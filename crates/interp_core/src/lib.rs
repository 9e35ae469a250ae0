//! Provide the canonical language vocabulary for the interp frontend.
//!
//! This crate is intentionally small and dependency-free. It holds the registries that the lexer, parser
//! diagnostics and tooling share, so no part of the toolchain has to spell `"let"` or `"=="` by hand.
//!
//! ## Notes
//!
//! - This is a “vocabulary core” crate: **no IO**, no global mutable state, and no syntax-tree types.
//! - The lexer remains the source of truth for how spellings are recognised in source text.

pub mod lang;
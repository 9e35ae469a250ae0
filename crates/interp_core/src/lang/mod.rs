//! Language vocabulary registries.
//!
//! This module is the “front door” for language-level vocabulary: reserved keywords, operators and punctuation.
//!
//! The design goal is to avoid stringly-typed checks scattered across the frontend. Callers work with **stable
//! IDs** (e.g. `KeywordId`, `OperatorId`) and look up spellings/metadata via registry tables.
//!
//! ## Notes
//! - Registries are **pure**: no AST types, no IO, no side effects.
//! - Every registry is a `const` table, so it is initialised before first use and never mutated.
//!
//! ## Examples
//! ```rust
//! use interp_core::lang::keywords::{self, KeywordId};
//!
//! assert_eq!(keywords::from_str("let"), Some(KeywordId::Let));
//! assert_eq!(keywords::as_str(KeywordId::Function), "fn");
//! ```

pub mod keywords;
pub mod operators;
pub mod punctuation;
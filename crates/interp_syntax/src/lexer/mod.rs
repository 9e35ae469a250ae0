//! Lexer for the interp language
//!
//! Pulls one token at a time out of a byte buffer. Handles:
//! - Keywords and identifiers (ASCII letters and `_` only)
//! - Integer literals (decimal digits only: no sign, fraction or radix prefix)
//! - One- and two-byte operators (`==` and `!=` are the only two-byte ones)
//! - Delimiters and separators
//!
//! ## Notes
//! - Lexing never fails. A byte no rule accepts becomes an `Illegal` token carrying that byte, and scanning
//!   continues with the next byte.
//! - Once input is exhausted every call returns `Eof` with an empty literal.
//!
//! ## Module Structure
//!
//! - `tokens` - Token types (TokenKind, Token)

pub mod tokens;

pub use tokens::{Token, TokenKind, keyword_id};

use std::iter::FusedIterator;

use crate::ast::Span;
use interp_core::lang::operators::OperatorId;
use interp_core::lang::punctuation::PunctuationId;

// ============================================================================
// LEXER STATE
// ----------------------------------------------------------------------------
// `position` is the byte under the cursor (held in `ch`); `read_position` is one byte ahead and is the only
// lookahead the lexer ever uses. At end of input both sit at `input.len()` and `ch` is 0.
// ============================================================================

/// Lexer over one chunk of source text.
///
/// A lexer borrows its input and is driven through `&mut self`, so one instance has exactly one owner.
pub struct Lexer<'a> {
    input: &'a [u8],
    position: usize,
    read_position: usize,
    ch: u8,
}

impl<'a> Lexer<'a> {
    /// Create a new lexer for the given source code.
    pub fn new(source: &'a str) -> Self {
        Self::from_bytes(source.as_bytes())
    }

    /// Create a lexer over raw bytes. Bytes need not be valid UTF-8.
    pub fn from_bytes(input: &'a [u8]) -> Self {
        let mut lexer = Self {
            input,
            position: 0,
            read_position: 0,
            ch: 0,
        };
        lexer.read_char();
        lexer
    }

    /// Scan and return the next token.
    pub fn next_token(&mut self) -> Token {
        self.skip_whitespace();

        let start = self.position;
        if self.is_at_end() {
            return Token::new(TokenKind::Eof, String::new(), Span::new(start, start));
        }

        let kind = match self.ch {
            b'=' => self.operator_or_eq(OperatorId::Assign, OperatorId::Eq),
            b'!' => self.operator_or_eq(OperatorId::Bang, OperatorId::NotEq),
            b'+' => TokenKind::Operator(OperatorId::Plus),
            b'-' => TokenKind::Operator(OperatorId::Minus),
            b'*' => TokenKind::Operator(OperatorId::Asterisk),
            b'/' => TokenKind::Operator(OperatorId::Slash),
            b'<' => TokenKind::Operator(OperatorId::Lt),
            b'>' => TokenKind::Operator(OperatorId::Gt),
            b',' => TokenKind::Punctuation(PunctuationId::Comma),
            b';' => TokenKind::Punctuation(PunctuationId::Semicolon),
            b'(' => TokenKind::Punctuation(PunctuationId::LParen),
            b')' => TokenKind::Punctuation(PunctuationId::RParen),
            b'{' => TokenKind::Punctuation(PunctuationId::LBrace),
            b'}' => TokenKind::Punctuation(PunctuationId::RBrace),

            // Identifiers/keywords and numbers consume their own run and stop on the byte after it.
            c if is_ident_byte(c) => return self.scan_identifier(start),
            c if c.is_ascii_digit() => return self.scan_number(start),

            _ => TokenKind::Illegal,
        };

        self.read_char();
        self.token(kind, start)
    }

    // ========================================================================
    // Core byte handling
    // ========================================================================

    fn is_at_end(&self) -> bool {
        self.position >= self.input.len()
    }

    fn read_char(&mut self) {
        if self.read_position >= self.input.len() {
            self.ch = 0;
            self.position = self.input.len();
            self.read_position = self.input.len();
        } else {
            self.ch = self.input[self.read_position];
            self.position = self.read_position;
            self.read_position += 1;
        }
    }

    fn peek_char(&self) -> Option<u8> {
        self.input.get(self.read_position).copied()
    }

    fn skip_whitespace(&mut self) {
        while !self.is_at_end() && matches!(self.ch, b' ' | b'\t' | b'\n' | b'\r') {
            self.read_char();
        }
    }

    /// Build a token spanning `start..position`.
    fn token(&self, kind: TokenKind, start: usize) -> Token {
        Token::new(kind, self.literal(start), Span::new(start, self.position))
    }

    /// Source text of `start..position`, one `char` per byte.
    ///
    /// Every accepted token is ASCII, so this is the exact spelling; an `Illegal` non-ASCII byte maps to the
    /// Latin-1 character with the same value.
    fn literal(&self, start: usize) -> String {
        self.input[start..self.position].iter().map(|&b| char::from(b)).collect()
    }

    // ========================================================================
    // Operator helpers
    // ========================================================================

    /// `simple` on its own, or `compound` when the next byte is `=` (which is then consumed).
    fn operator_or_eq(&mut self, simple: OperatorId, compound: OperatorId) -> TokenKind {
        if self.peek_char() == Some(b'=') {
            self.read_char();
            TokenKind::Operator(compound)
        } else {
            TokenKind::Operator(simple)
        }
    }

    // ========================================================================
    // Identifier and number scanning
    // ========================================================================

    fn scan_identifier(&mut self, start: usize) -> Token {
        while !self.is_at_end() && is_ident_byte(self.ch) {
            self.read_char();
        }

        let spelling = self.literal(start);
        let kind = match keyword_id(&spelling) {
            Some(id) => TokenKind::Keyword(id),
            None => TokenKind::Ident,
        };
        Token::new(kind, spelling, Span::new(start, self.position))
    }

    fn scan_number(&mut self, start: usize) -> Token {
        while !self.is_at_end() && self.ch.is_ascii_digit() {
            self.read_char();
        }
        self.token(TokenKind::Int, start)
    }
}

/// Yields tokens in source order and stops before `Eof`.
impl Iterator for Lexer<'_> {
    type Item = Token;

    fn next(&mut self) -> Option<Token> {
        let token = self.next_token();
        (!token.is(TokenKind::Eof)).then_some(token)
    }
}

impl FusedIterator for Lexer<'_> {}

// ============================================================================
// Helper functions
// ============================================================================

/// Letters and underscore (ASCII-only). Digits never continue an identifier.
fn is_ident_byte(c: u8) -> bool {
    c.is_ascii_alphabetic() || c == b'_'
}

/// Lex a whole source string.
///
/// The returned vector always ends with exactly one `Eof` token.
#[tracing::instrument(skip_all, fields(source_len = source.len()))]
pub fn lex(source: &str) -> Vec<Token> {
    let mut lexer = Lexer::new(source);
    let mut tokens = Vec::new();
    loop {
        let token = lexer.next_token();
        let done = token.is(TokenKind::Eof);
        tokens.push(token);
        if done {
            break;
        }
    }
    tracing::trace!(token_count = tokens.len(), "lexed source");
    tokens
}

// ============================================================================
// TESTS
// ============================================================================
//! Parse diagnostics.
//!
//! The parser never stops at the first problem: every malformed or unsupported statement is recorded as a
//! [`ParseError`] and parsing continues with the next token. Errors carry the [`Span`] of the offending token and
//! integrate with [`miette`] for rendering against the source.

// Spurious warnings from miette derive macro expansion
#![allow(unused_assignments)]

use miette::Diagnostic;
use thiserror::Error;

use crate::ast::Span;
use crate::lexer::TokenKind;

/// A structured, non-fatal parse error.
#[derive(Debug, Clone, PartialEq, Eq, Error, Diagnostic)]
pub enum ParseError {
    /// The next token was not the one the current production requires.
    #[error("expected {expected}, found {got}")]
    #[diagnostic(code(interp::parse::unexpected_token))]
    UnexpectedToken {
        expected: TokenKind,
        got: TokenKind,
        #[label("unexpected token")]
        span: Span,
    },

    /// A statement begins with a token that has no statement production.
    #[error("cannot start a statement with {got}")]
    #[diagnostic(
        code(interp::parse::unsupported_statement),
        help("only `let` statements are parsed so far")
    )]
    UnsupportedStatement {
        got: TokenKind,
        #[label("statement starts here")]
        span: Span,
    },
}

impl ParseError {
    /// Creates an “expected X, found Y” error located at the found token.
    #[must_use]
    pub fn unexpected_token(expected: TokenKind, got: TokenKind, span: Span) -> Self {
        Self::UnexpectedToken { expected, got, span }
    }

    /// Creates an error for a statement-starting token with no production.
    #[must_use]
    pub fn unsupported_statement(got: TokenKind, span: Span) -> Self {
        Self::UnsupportedStatement { got, span }
    }

    /// The source location of the offending token.
    pub fn span(&self) -> Span {
        match self {
            Self::UnexpectedToken { span, .. } | Self::UnsupportedStatement { span, .. } => *span,
        }
    }

    /// The token kind that was actually found.
    pub fn found(&self) -> TokenKind {
        match self {
            Self::UnexpectedToken { got, .. } | Self::UnsupportedStatement { got, .. } => *got,
        }
    }
}
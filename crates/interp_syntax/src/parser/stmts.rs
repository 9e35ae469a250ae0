/// Statement parsing methods.
///
/// ## Notes
/// - `let` is the only statement with a production. Every other statement-starting token, `return` included, is
///   reported as unsupported.
/// - There is no expression grammar yet: the value of a `let` is skipped, and `LetStatement::value` stays `None`.
impl<'a> Parser<'a> {
    // ========================================================================
    // Statements
    // ========================================================================

    fn parse_statement(&mut self) -> Result<Statement, ParseError> {
        match self.cur.kind {
            TokenKind::Keyword(KeywordId::Let) => self.let_stmt().map(Statement::Let),
            other => Err(ParseError::unsupported_statement(other, self.cur.span)),
        }
    }

    /// `let <ident> = <tokens...> ;`
    fn let_stmt(&mut self) -> Result<LetStatement, ParseError> {
        let token = self.cur.clone();

        self.expect_peek(TokenKind::Ident)?;
        let name = Identifier::from_token(self.cur.clone());

        self.expect_peek(TokenKind::Operator(OperatorId::Assign))?;

        // TODO: parse the value as an expression once the expression grammar exists; until then the tokens up to
        // `;` are discarded.
        while !self.cur_token_is(TokenKind::Punctuation(PunctuationId::Semicolon)) {
            if self.cur_token_is(TokenKind::Eof) {
                return Err(ParseError::unexpected_token(
                    TokenKind::Punctuation(PunctuationId::Semicolon),
                    TokenKind::Eof,
                    self.cur.span,
                ));
            }
            self.next_token();
        }

        let span = token.span.merge(self.cur.span);
        tracing::trace!(name = %name.value, "parsed let statement");
        Ok(LetStatement {
            token,
            name,
            value: None,
            span,
        })
    }
}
· · ·
TASK OBJECTIVE: The lines holding the word "ParseError" are the answer. Pull them out of the records and copy them.

ANSWER SECTION:
//! [`ParseError`] and parsing continues with the next token. Errors carry the [`Span`] of the offending token and
pub enum ParseError {
impl ParseError {
    fn parse_statement(&mut self) -> Result<Statement, ParseError> {
            other => Err(ParseError::unsupported_statement(other, self.cur.span)),
    fn let_stmt(&mut self) -> Result<LetStatement, ParseError> {
                return Err(ParseError::unexpected_token(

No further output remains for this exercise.